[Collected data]
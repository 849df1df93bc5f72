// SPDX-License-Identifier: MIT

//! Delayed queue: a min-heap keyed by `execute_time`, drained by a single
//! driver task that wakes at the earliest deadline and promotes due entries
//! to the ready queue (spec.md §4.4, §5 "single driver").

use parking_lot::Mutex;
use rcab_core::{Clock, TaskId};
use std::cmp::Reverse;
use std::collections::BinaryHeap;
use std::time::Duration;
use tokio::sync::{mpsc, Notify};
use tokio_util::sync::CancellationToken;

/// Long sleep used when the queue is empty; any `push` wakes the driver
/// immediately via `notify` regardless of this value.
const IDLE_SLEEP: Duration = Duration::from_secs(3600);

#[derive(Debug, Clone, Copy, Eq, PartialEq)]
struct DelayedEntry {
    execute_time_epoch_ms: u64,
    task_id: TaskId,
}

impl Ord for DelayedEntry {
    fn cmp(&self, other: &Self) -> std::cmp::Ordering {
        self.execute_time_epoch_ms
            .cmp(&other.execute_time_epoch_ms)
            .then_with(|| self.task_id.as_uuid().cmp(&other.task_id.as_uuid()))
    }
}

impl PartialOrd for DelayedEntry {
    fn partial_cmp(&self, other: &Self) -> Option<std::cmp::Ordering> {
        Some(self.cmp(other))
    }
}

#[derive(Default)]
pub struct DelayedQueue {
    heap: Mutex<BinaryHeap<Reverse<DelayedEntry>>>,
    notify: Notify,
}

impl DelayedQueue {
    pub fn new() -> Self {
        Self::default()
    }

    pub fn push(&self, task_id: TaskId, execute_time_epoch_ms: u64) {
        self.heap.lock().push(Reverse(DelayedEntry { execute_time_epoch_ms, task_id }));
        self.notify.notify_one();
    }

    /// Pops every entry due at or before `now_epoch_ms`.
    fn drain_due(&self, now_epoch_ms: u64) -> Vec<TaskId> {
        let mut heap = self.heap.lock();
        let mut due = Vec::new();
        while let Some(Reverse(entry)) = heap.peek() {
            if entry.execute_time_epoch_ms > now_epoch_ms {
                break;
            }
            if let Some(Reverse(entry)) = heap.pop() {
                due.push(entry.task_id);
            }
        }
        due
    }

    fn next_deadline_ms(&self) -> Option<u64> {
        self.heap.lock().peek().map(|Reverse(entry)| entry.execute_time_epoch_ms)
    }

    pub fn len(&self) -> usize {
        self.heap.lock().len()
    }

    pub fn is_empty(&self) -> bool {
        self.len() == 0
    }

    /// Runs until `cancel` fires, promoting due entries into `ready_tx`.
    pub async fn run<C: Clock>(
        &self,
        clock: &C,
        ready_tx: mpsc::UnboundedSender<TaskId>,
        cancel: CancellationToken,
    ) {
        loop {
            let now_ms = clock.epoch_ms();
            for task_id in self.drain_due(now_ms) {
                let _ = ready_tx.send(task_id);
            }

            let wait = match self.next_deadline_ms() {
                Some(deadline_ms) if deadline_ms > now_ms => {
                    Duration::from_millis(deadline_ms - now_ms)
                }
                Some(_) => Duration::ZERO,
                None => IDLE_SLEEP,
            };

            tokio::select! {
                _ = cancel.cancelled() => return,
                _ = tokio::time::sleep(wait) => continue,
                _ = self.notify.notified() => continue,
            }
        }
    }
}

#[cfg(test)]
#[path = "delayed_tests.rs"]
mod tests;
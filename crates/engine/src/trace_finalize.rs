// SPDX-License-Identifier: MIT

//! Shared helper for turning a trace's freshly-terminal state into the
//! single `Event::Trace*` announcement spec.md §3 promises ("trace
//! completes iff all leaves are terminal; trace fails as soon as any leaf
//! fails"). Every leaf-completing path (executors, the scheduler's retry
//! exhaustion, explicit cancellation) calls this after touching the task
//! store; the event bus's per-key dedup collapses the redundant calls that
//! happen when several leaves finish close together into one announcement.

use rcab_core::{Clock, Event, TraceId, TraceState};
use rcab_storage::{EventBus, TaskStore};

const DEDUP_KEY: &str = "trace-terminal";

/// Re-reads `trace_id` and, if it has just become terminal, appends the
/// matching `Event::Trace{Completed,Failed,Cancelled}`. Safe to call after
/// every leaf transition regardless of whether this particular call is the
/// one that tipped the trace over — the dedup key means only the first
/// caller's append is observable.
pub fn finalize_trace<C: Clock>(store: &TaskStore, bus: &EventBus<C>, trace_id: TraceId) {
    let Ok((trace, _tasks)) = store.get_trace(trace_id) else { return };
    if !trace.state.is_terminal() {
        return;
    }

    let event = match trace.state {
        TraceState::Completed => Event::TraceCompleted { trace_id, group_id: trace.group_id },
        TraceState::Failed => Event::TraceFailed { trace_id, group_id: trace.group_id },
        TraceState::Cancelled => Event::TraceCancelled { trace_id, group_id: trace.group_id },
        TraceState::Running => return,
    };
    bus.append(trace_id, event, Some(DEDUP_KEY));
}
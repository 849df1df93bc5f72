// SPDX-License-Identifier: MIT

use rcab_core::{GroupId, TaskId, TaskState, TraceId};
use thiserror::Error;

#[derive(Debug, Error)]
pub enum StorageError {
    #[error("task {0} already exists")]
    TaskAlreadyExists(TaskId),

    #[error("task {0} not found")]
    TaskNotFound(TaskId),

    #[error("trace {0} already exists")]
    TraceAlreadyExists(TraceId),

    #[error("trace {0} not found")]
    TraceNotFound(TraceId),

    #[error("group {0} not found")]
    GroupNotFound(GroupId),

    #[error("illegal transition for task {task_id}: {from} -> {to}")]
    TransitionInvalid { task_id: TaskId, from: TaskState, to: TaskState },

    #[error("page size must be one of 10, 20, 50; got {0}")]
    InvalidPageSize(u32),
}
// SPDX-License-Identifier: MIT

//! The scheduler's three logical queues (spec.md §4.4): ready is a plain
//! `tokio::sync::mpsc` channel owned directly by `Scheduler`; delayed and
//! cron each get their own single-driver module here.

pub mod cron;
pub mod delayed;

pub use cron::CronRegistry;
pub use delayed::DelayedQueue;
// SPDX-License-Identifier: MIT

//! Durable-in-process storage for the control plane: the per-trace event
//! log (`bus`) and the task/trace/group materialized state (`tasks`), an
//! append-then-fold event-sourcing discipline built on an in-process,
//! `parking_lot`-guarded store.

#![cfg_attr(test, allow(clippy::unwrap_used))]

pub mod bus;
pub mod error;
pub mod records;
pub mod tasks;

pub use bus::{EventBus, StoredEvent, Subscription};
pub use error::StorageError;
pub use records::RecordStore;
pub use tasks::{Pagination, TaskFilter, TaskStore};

(ACTIVITY): Take the lines from the first line of the records through the line holding "use tokio_util::sync::CancellationToken;", both included, and please reproduce them exactly with nothing added.

(TASK OUTPUT):
repository 849df1df93bc5f72
// SPDX-License-Identifier: MIT

//! Delayed queue: a min-heap keyed by `execute_time`, drained by a single
//! driver task that wakes at the earliest deadline and promotes due entries
//! to the ready queue (spec.md §4.4, §5 "single driver").

use parking_lot::Mutex;
use rcab_core::{Clock, TaskId};
use std::cmp::Reverse;
use std::collections::BinaryHeap;
use std::time::Duration;
use tokio::sync::{mpsc, Notify};
use tokio_util::sync::CancellationToken;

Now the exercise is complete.